After testing out the film through screenings at a local high school and a local cinema, and (inspired by Romero and Hooper) making the decision to film The Evil Dead in 16mm rather than Super-8, Tapert, Raimi and Campbell drew up a contract with Phil Gillis (the Tapert family lawyer), formed their production company, Renaissance Pictures, and then realised that they had only thirty days to raise their target budget of $150,000 (see Campbell 2002b: 84).3 As Ernest Mathijs and Xavier Mendik note, ‘the murky and bizarre legends’ of a film’s origins can ‘help form a basis’ for its subsequent cult reputation (2008: 7), and this is as applicable to the process of financing The Evil Dead as it is to the film’s actual production. The colourful, vivid stories that emerged from this process (screening Within the Woods during a dinner party for a group of dentists, or in the soap aisle of a local supermarket) have been recounted innumerable times, and illustrate the bizarre, incongruous intertwining, throughout The Evil Dead’s production, of the strategic and economic and, through the involvement of relatives, friends and local businesses, the homemade (or home-spun).

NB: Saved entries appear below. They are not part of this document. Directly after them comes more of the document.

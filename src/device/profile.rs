//! Device category, pixel density and core count detection
//!
//! Everything is read through an [`EnvironmentProbe`] so a missing capability
//! never fails: each query is optional and falls back to a desktop-class
//! default (pixel ratio 1, 4 cores).

use std::thread;

pub const MOBILE_MAX_WIDTH: f64 = 768.0;
pub const TABLET_MAX_WIDTH: f64 = 1024.0;
pub const LAPTOP_MAX_WIDTH: f64 = 1440.0;

pub const DEFAULT_VIEWPORT: Viewport = Viewport { width: 1920.0, height: 1080.0 };
pub const DEFAULT_PIXEL_RATIO: f64 = 1.0;
pub const DEFAULT_LOGICAL_CORES: usize = 4;
/// Smallest backdrop dot, in device pixels
pub const MIN_BACKDROP_DEVICE_PX: f64 = 0.8;

const MOBILE_AGENTS: [&str; 8] = ["iphone", "ipad", "ipod", "android", "webos", "blackberry", "iemobile", "opera mini"];

/// Logical viewport size in CSS-like pixels
#[derive(Debug, Clone, Copy, PartialEq)]
pub struct Viewport {
    pub width: f64,
    pub height: f64,
}

impl Viewport {
    pub fn new(width: f64, height: f64) -> Self {
        Self { width, height }
    }

    pub fn min_side(&self) -> f64 {
        self.width.min(self.height)
    }

    pub fn center(&self) -> (f64, f64) {
        (self.width * 0.5, self.height * 0.5)
    }
}

#[derive(Debug, Clone, Copy, PartialEq, Eq)]
pub enum DeviceTier {
    Mobile,
    Tablet,
    Laptop,
    Desktop,
}

impl DeviceTier {
    pub fn from_width(width: f64) -> Self {
        if width < MOBILE_MAX_WIDTH {
            DeviceTier::Mobile
        } else if width < TABLET_MAX_WIDTH {
            DeviceTier::Tablet
        } else if width < LAPTOP_MAX_WIDTH {
            DeviceTier::Laptop
        } else {
            DeviceTier::Desktop
        }
    }
}

/// Detected environment. `tier`, `logical_cores`, `pixel_ratio` and
/// `viewport` drive rendering; the touch and platform flags are reported for
/// callers and logging only.
#[derive(Debug, Clone, PartialEq)]
pub struct DeviceProfile {
    pub tier: DeviceTier,
    pub is_touch: bool,
    pub pixel_ratio: f64,
    pub logical_cores: usize,
    pub is_ios: bool,
    pub is_android: bool,
    pub viewport: Viewport,
}

impl Default for DeviceProfile {
    fn default() -> Self {
        Self {
            tier: DeviceTier::Desktop,
            is_touch: false,
            pixel_ratio: DEFAULT_PIXEL_RATIO,
            logical_cores: DEFAULT_LOGICAL_CORES,
            is_ios: false,
            is_android: false,
            viewport: DEFAULT_VIEWPORT,
        }
    }
}

impl DeviceProfile {
    /// Few cores or a phone: run the animation at half rate
    pub fn is_low_power(&self) -> bool {
        self.logical_cores <= 4 || self.tier == DeviceTier::Mobile
    }

    pub fn target_fps(&self) -> f64 {
        if self.is_low_power() { 30.0 } else { 60.0 }
    }

    /// Milliseconds between work-performing frames
    pub fn frame_interval_ms(&self) -> f64 {
        1000.0 / self.target_fps()
    }
}

/// Read-only view of the host environment
pub trait EnvironmentProbe {
    /// `false` when there is nothing to draw on
    fn has_surface(&self) -> bool;
    fn viewport(&self) -> Option<Viewport>;
    fn pixel_ratio(&self) -> Option<f64>;
    fn max_touch_points(&self) -> Option<u32>;
    fn user_agent(&self) -> Option<String>;
    fn logical_cores(&self) -> Option<usize>;
}

/// Build a best-effort profile, never failing
pub fn detect(probe: &dyn EnvironmentProbe) -> DeviceProfile {
    let viewport = probe.viewport()
        .filter(|v| v.width > 0.0 && v.height > 0.0)
        .unwrap_or(DEFAULT_VIEWPORT);
    let pixel_ratio = probe.pixel_ratio()
        .filter(|r| r.is_finite() && *r > 0.0)
        .unwrap_or(DEFAULT_PIXEL_RATIO);
    let logical_cores = probe.logical_cores()
        .filter(|c| *c > 0)
        .unwrap_or(DEFAULT_LOGICAL_CORES);
    let is_touch = probe.max_touch_points().map_or(false, |p| p > 0);

    let agent = probe.user_agent().unwrap_or_default().to_lowercase();
    let is_ios = ["iphone", "ipad", "ipod"].iter().any(|a| agent.contains(a));
    let is_android = agent.contains("android");
    let is_mobile_agent = MOBILE_AGENTS.iter().any(|a| agent.contains(a));

    let width_tier = DeviceTier::from_width(viewport.width);
    // a phone user agent wins over a wide viewport up to tablet width
    let tier = if width_tier == DeviceTier::Mobile || (is_mobile_agent && viewport.width < TABLET_MAX_WIDTH) {
        DeviceTier::Mobile
    } else {
        width_tier
    };

    DeviceProfile {
        tier,
        is_touch,
        pixel_ratio,
        logical_cores,
        is_ios,
        is_android,
        viewport,
    }
}

/// Per-tier rendering knobs; the only place where device tier changes behaviour
#[derive(Debug, Clone, PartialEq)]
pub struct RenderTunables {
    pub dot_scale: f64,             // multiplier on every particle radius
    pub frame_interval_ms: f64,
    pub gradient_stops: usize,      // glow gradient stops (2 or 3)
    pub background_dot_size: f64,
    pub background_dot_alpha: f64,  // mean alpha of the backdrop lattice
    pub background_dot_pulse: f64,  // +- alpha pulse of the backdrop lattice
    pub glow_inner: f64,            // glow start as fraction of sphere radius
    pub glow_outer: f64,            // glow end as fraction of sphere radius
    pub glow_alpha: f64,
}

impl RenderTunables {
    pub fn for_profile(profile: &DeviceProfile) -> Self {
        let frame_interval_ms = profile.frame_interval_ms();
        let tunables = match profile.tier {
            DeviceTier::Mobile => Self {
                dot_scale: 1.2,
                frame_interval_ms,
                gradient_stops: 3,
                background_dot_size: 1.2,
                background_dot_alpha: 0.12,
                background_dot_pulse: 0.04,
                glow_inner: 0.75,
                glow_outer: 1.4,
                glow_alpha: 0.25,
            },
            _ => Self {
                dot_scale: 1.0,
                frame_interval_ms,
                gradient_stops: 2,
                background_dot_size: 0.8,
                background_dot_alpha: 0.08,
                background_dot_pulse: 0.03,
                glow_inner: 0.8,
                glow_outer: 1.3,
                glow_alpha: 0.2,
            },
        };
        // low-density screens would round the lattice away
        let min_dot = if profile.pixel_ratio > 0.0 { MIN_BACKDROP_DEVICE_PX / profile.pixel_ratio } else { 0.0 };
        Self { background_dot_size: tunables.background_dot_size.max(min_dot), ..tunables }
    }
}

/// Probe for a native window or headless run: the caller supplies the
/// viewport, cores come from the OS
#[derive(Debug, Clone)]
pub struct NativeProbe {
    pub viewport: Option<Viewport>,
    pub pixel_ratio: Option<f64>,
    pub cores: Option<usize>,
}

impl NativeProbe {
    pub fn new(viewport: Viewport) -> Self {
        Self {
            viewport: Some(viewport),
            pixel_ratio: None,
            cores: None,
        }
    }
}

impl EnvironmentProbe for NativeProbe {
    fn has_surface(&self) -> bool {
        self.viewport.is_some()
    }

    fn viewport(&self) -> Option<Viewport> {
        self.viewport
    }

    fn pixel_ratio(&self) -> Option<f64> {
        self.pixel_ratio
    }

    fn max_touch_points(&self) -> Option<u32> {
        None
    }

    fn user_agent(&self) -> Option<String> {
        None
    }

    fn logical_cores(&self) -> Option<usize> {
        self.cores.or_else(|| thread::available_parallelism().ok().map(|n| n.get()))
    }
}

#[cfg(test)]
mod tests {
    use super::*;

    struct Blank;

    impl EnvironmentProbe for Blank {
        fn has_surface(&self) -> bool { false }
        fn viewport(&self) -> Option<Viewport> { None }
        fn pixel_ratio(&self) -> Option<f64> { None }
        fn max_touch_points(&self) -> Option<u32> { None }
        fn user_agent(&self) -> Option<String> { None }
        fn logical_cores(&self) -> Option<usize> { None }
    }

    #[test]
    fn blank_environment_gets_safe_defaults() {
        let p = detect(&Blank);
        assert_eq!(p.tier, DeviceTier::Desktop);
        assert_eq!(p.pixel_ratio, 1.0);
        assert_eq!(p.logical_cores, 4);
        assert!(!p.is_touch);
        // 4 cores is low power
        assert_eq!(p.target_fps(), 30.0);
    }

    #[test]
    fn backdrop_dots_keep_a_device_pixel_floor() {
        let sharp = DeviceProfile { pixel_ratio: 2.0, ..DeviceProfile::default() };
        assert_eq!(RenderTunables::for_profile(&sharp).background_dot_size, 0.8);
        let plain = DeviceProfile::default();
        assert_eq!(RenderTunables::for_profile(&plain).background_dot_size, 0.8);
        let coarse = DeviceProfile { pixel_ratio: 0.5, ..DeviceProfile::default() };
        assert!((RenderTunables::for_profile(&coarse).background_dot_size - 1.6).abs() < 1e-12);
    }

    #[test]
    fn width_thresholds() {
        assert_eq!(DeviceTier::from_width(767.0), DeviceTier::Mobile);
        assert_eq!(DeviceTier::from_width(768.0), DeviceTier::Tablet);
        assert_eq!(DeviceTier::from_width(1023.0), DeviceTier::Tablet);
        assert_eq!(DeviceTier::from_width(1024.0), DeviceTier::Laptop);
        assert_eq!(DeviceTier::from_width(1440.0), DeviceTier::Desktop);
    }
}
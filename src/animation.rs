//! One mounted animation session.
//!
//! Owns the clock, the context, the device profile and the active `BodySet`.
//! Rebuilds (resize, section change) always generate and step a fresh set
//! off to the side and swap it in whole.

use log::{debug, info, warn};

use crate::configuration::config::BodyTableConfig;
use crate::device::profile::{detect, DeviceProfile, EnvironmentProbe, RenderTunables, Viewport};
use crate::projection::frame::project_frame;
use crate::scheduler::host::FrameHost;
use crate::scheduler::scheduler::{FrameOutcome, FrameScheduler};
use crate::simulation::context::{Section, SimulationContext};
use crate::simulation::generator::generate;
use crate::simulation::kinematics::step;
use crate::simulation::states::{BodySet, NVec2, SimulationClock};
use crate::visualization::renderer::{render, Surface};

pub struct Animation {
    table: BodyTableConfig,
    profile: DeviceProfile,
    tunables: RenderTunables,
    context: SimulationContext,
    clock: SimulationClock,
    bodies: BodySet,
    scheduler: FrameScheduler,
    rendered: usize,
}

/// Generate and position a complete body set for `time`
fn build(table: &BodyTableConfig, time: f64, context: &SimulationContext) -> BodySet {
    let mut bodies = generate(table);
    step(&mut bodies, time, context);
    bodies
}

impl Animation {
    /// `None` when there is nothing to draw on; the caller just shows no background
    pub fn mount(
        probe: &dyn EnvironmentProbe,
        table: BodyTableConfig,
        section: Section,
        host: &mut dyn FrameHost,
        now_ms: f64,
    ) -> Option<Self> {
        if !probe.has_surface() {
            warn!("no drawing surface, animation disabled");
            return None;
        }

        let profile = detect(probe);
        let tunables = RenderTunables::for_profile(&profile);
        let mut context = SimulationContext::new(section, profile.viewport);
        let clock = SimulationClock::new(table.time_step);
        let bodies = build(&table, clock.time(), &context);
        context.publish_sphere_position(bodies.sphere.state.center);

        let mut scheduler = FrameScheduler::new(tunables.frame_interval_ms);
        scheduler.mount(host);

        info!(
            "mounted {:?} section at {:.1} ms: {:?} {}x{}, {} sphere dots, {:.0} fps",
            section,
            now_ms,
            profile.tier,
            profile.viewport.width,
            profile.viewport.height,
            bodies.sphere.dots.len(),
            profile.target_fps()
        );

        Some(Self {
            table,
            profile,
            tunables,
            context,
            clock,
            bodies,
            scheduler,
            rendered: 0,
        })
    }

    /// Frame callback: step and paint when the throttle allows it
    pub fn on_frame<S: Surface + ?Sized>(&mut self, host: &mut dyn FrameHost, now_ms: f64, surface: &mut S) -> FrameOutcome {
        let outcome = self.scheduler.on_frame(host, now_ms);
        if outcome == FrameOutcome::Rendered {
            let time = self.clock.advance();
            step(&mut self.bodies, time, &self.context);
            self.context.publish_sphere_position(self.bodies.sphere.state.center);
            let frame = project_frame(&self.bodies, &self.context, &self.tunables, time);
            render(&frame, surface);
            self.rendered += 1;
        }
        outcome
    }

    /// Full remount for a new viewport; ignored once unmounted
    pub fn on_viewport_change(&mut self, host: &mut dyn FrameHost, probe: &dyn EnvironmentProbe, now_ms: f64) -> bool {
        if !self.scheduler.is_running() {
            debug!("viewport change after unmount ignored");
            return false;
        }
        self.scheduler.unmount(host);
        if !probe.has_surface() {
            warn!("drawing surface lost on resize, animation stopped");
            return false;
        }

        let profile = detect(probe);
        let tunables = RenderTunables::for_profile(&profile);
        let mut context = self.context.clone();
        context.viewport = profile.viewport;
        let bodies = build(&self.table, self.clock.time(), &context);

        self.profile = profile;
        self.tunables = tunables;
        self.context = context;
        self.bodies = bodies;
        self.context.publish_sphere_position(self.bodies.sphere.state.center);

        self.scheduler = FrameScheduler::new(self.tunables.frame_interval_ms);
        self.scheduler.mount(host);
        debug!("remounted at {}x{} ({now_ms:.1} ms)", self.profile.viewport.width, self.profile.viewport.height);
        true
    }

    pub fn set_section(&mut self, section: Section) {
        if section == self.context.section {
            return;
        }
        let mut context = self.context.clone();
        context.section = section;
        let bodies = build(&self.table, self.clock.time(), &context);

        self.context = context;
        self.bodies = bodies;
        self.context.publish_sphere_position(self.bodies.sphere.state.center);
        debug!("section switched to {section:?}");
    }

    pub fn set_navigation_intensity(&mut self, value: f64) {
        self.context.set_navigation_intensity(value);
    }

    pub fn sphere_position(&self) -> Option<NVec2> {
        self.context.sphere_position()
    }

    pub fn unmount(&mut self, host: &mut dyn FrameHost) {
        if self.scheduler.is_running() {
            self.scheduler.unmount(host);
            info!("unmounted after {} rendered frames", self.rendered);
        }
    }

    pub fn is_running(&self) -> bool {
        self.scheduler.is_running()
    }

    pub fn bodies(&self) -> &BodySet {
        &self.bodies
    }

    pub fn context(&self) -> &SimulationContext {
        &self.context
    }

    pub fn profile(&self) -> &DeviceProfile {
        &self.profile
    }

    pub fn tunables(&self) -> &RenderTunables {
        &self.tunables
    }

    pub fn viewport(&self) -> Viewport {
        self.context.viewport
    }

    pub fn time(&self) -> f64 {
        self.clock.time()
    }

    pub fn rendered_frames(&self) -> usize {
        self.rendered
    }
}
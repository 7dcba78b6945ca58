//! Depth-driven perspective scale and alpha.
//!
//! Every body type maps its normalized depth `f ∈ [0, 1]` (0 = farthest back,
//! 1 = closest) linearly into its own scale and alpha ranges. Both maps are
//! increasing in `f`, so closer is always bigger and brighter.

use crate::simulation::states::{Body, BodyKind, BodySet, NVec2};

#[derive(Debug, Clone, Copy, PartialEq)]
pub struct DepthShading {
    pub scale_min: f64,
    pub scale_max: f64,
    pub alpha_min: f64, // fully-back bodies stay faintly visible
    pub alpha_max: f64,
}

impl DepthShading {
    pub const fn new(scale_min: f64, scale_max: f64, alpha_min: f64, alpha_max: f64) -> Self {
        Self { scale_min, scale_max, alpha_min, alpha_max }
    }

    pub fn scale(&self, f: f64) -> f64 {
        self.scale_min + f.clamp(0.0, 1.0) * (self.scale_max - self.scale_min)
    }

    pub fn alpha(&self, f: f64) -> f64 {
        self.alpha_min + f.clamp(0.0, 1.0) * (self.alpha_max - self.alpha_min)
    }
}

pub const MAIN_SPHERE_SHADING: DepthShading = DepthShading::new(0.4, 1.6, 0.3, 1.0);
pub const PLANET_SHADING: DepthShading = DepthShading::new(0.6, 1.4, 0.35, 1.0);
pub const BIG_BODY_SHADING: DepthShading = DepthShading::new(0.5, 1.5, 0.3, 1.0);
/// Grid dots and shell particles, relative to their body
pub const PARTICLE_SHADING: DepthShading = DepthShading::new(0.7, 1.15, 0.45, 1.0);
pub const MOON_SHADING: DepthShading = DepthShading::new(0.7, 1.1, 0.4, 1.0);

/// `(z + z_range) / (2 z_range)` clamped to [0, 1]; a degenerate range is mid-depth
pub fn depth_factor(z: f64, z_range: f64) -> f64 {
    if z_range <= 0.0 || !z_range.is_finite() {
        return 0.5;
    }
    ((z + z_range) / (2.0 * z_range)).clamp(0.0, 1.0)
}

pub fn shading_for(kind: BodyKind) -> DepthShading {
    match kind {
        BodyKind::MainSphere => MAIN_SPHERE_SHADING,
        BodyKind::Planet => PLANET_SHADING,
        BodyKind::BigBody => BIG_BODY_SHADING,
    }
}

/// Depth ranges shared by all bodies of a type
#[derive(Debug, Clone, Copy, PartialEq)]
pub struct CameraParams {
    pub sphere_z_range: f64,
    pub planet_z_range: f64,
    pub big_body_z_range: f64,
}

impl CameraParams {
    pub fn from_bodies(bodies: &BodySet) -> Self {
        Self {
            sphere_z_range: bodies.sphere.state.z_range,
            planet_z_range: bodies.planet_depth_range,
            big_body_z_range: bodies.big_body_depth_range,
        }
    }

    pub fn z_range(&self, kind: BodyKind) -> f64 {
        match kind {
            BodyKind::MainSphere => self.sphere_z_range,
            BodyKind::Planet => self.planet_z_range,
            BodyKind::BigBody => self.big_body_z_range,
        }
    }
}

#[derive(Debug, Clone, Copy, PartialEq)]
pub struct Projection {
    pub screen: NVec2,
    pub depth: f64, // normalized, 1 = front
    pub scale: f64,
    pub alpha: f64,
}

pub fn project(body: Body<'_>, camera: &CameraParams) -> Projection {
    let kind = body.kind();
    let state = body.state();
    let shading = shading_for(kind);
    let depth = depth_factor(state.z, camera.z_range(kind));

    Projection {
        screen: state.screen,
        depth,
        scale: shading.scale(depth),
        alpha: shading.alpha(depth),
    }
}

#[cfg(test)]
mod tests {
    use super::*;

    #[test]
    fn depth_factor_edges() {
        assert_eq!(depth_factor(-10.0, 10.0), 0.0);
        assert_eq!(depth_factor(10.0, 10.0), 1.0);
        assert_eq!(depth_factor(0.0, 10.0), 0.5);
        assert_eq!(depth_factor(50.0, 10.0), 1.0);
        assert_eq!(depth_factor(3.0, 0.0), 0.5);
    }

    #[test]
    fn every_shading_is_increasing_and_never_transparent() {
        for s in [MAIN_SPHERE_SHADING, PLANET_SHADING, BIG_BODY_SHADING, PARTICLE_SHADING, MOON_SHADING] {
            let mut last = (f64::MIN, f64::MIN);
            for k in 0..=20 {
                let f = k as f64 / 20.0;
                let now = (s.scale(f), s.alpha(f));
                assert!(now.0 >= last.0 && now.1 >= last.1);
                last = now;
            }
            assert!(s.alpha(0.0) > 0.0);
        }
    }
}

By early October 1979, the group had raised enough money from this process ($85,000 of the $150,000 target) to start planning The Evil Dead’s production. After bringing together their skeleton cast and crew (which included a mix of family and old friends, most notably Bruce Campbell’s brother, Don, old school friends, Ellen Sandweiss and Josh Becker and, from Wayne State University, Bruce Campbell’s old teacher, John Mason, plus cameraman Tim Philo and some borrowed Arriflex 16mm cameras), the group headed to a cabin in Morristown, Tennessee, where principal photography began on 14 November 1979. As with the film’s financing, the production of The Evil Dead was gruelling, and full of the kind of colourful and memorable events that contribute to ‘the murky and bizarre legends’ of many cult films. Such events can be seen as an inevitable part of the process of low-budget independent filmmaking in general (with a lack of money and time leading to no sleep and 24-hour shooting stints). However, in the case of The Evil Dead, what seems particularly noteworthy about many of these stories and events was the way that they related to the ambitions and personalities of Raimi, Campbell and Tapert. The most famous product of The Evil Dead’s shoot in Tennessee was the invention of a range of what Campbell calls ‘low-tech but unique camera rigs’ (2002b: 103), which involved the mounting of the camera on 2 by 4 boards: the ‘Shaky Cam’ (used to simulate Steadicam point-of-view shots of the film’s demons), the ‘Ram-o-Cam’ (which enabled Raimi and Philo to achieve the effect of the demonic force smashing through windows) and the ‘Vas-o-Cam’ (which employed gaffer tape and Vaseline in order to simulate dolly shots).4
The creation of these rigs (and of other techniques such as the use of a wheelchair for dolly shots) not only illustrates what many have noted and appreciated about this film – the extent of Raimi and company’s inventiveness and creativity in the face of a restricted budget – but also points to two further qualities that characterised the production of The Evil Dead. Firstly, while these rigs were practical (in that, as Campbell notes, they were cheap and lightweight), their invention and use also illustrate Raimi’s ambitious approach to low-budget horror filmmaking, his desire to create an impact through the production of original and attention-grabbing horror sequences. Consequently, the use of these rigs and techniques, and Raimi’s uncompromising approach to particular shots and sequences,5 were frequently the source of much of the injuries, upset and discomfort experienced by the rest of the cast and crew (not to mention causing eventual damage to Tim Philo’s borrowed Arriflex cameras). As acknowledged by all those involved in the production, it was this painstaking approach that eventually led the production to go way over schedule (from a planned six weeks in Tennessee to twelve weeks), to the majority of the cast and crew having to leave Tennessee before all necessary shooting was completed and, consequently, to the establishment of the film’s other famous production strategy: ‘fake shemping’.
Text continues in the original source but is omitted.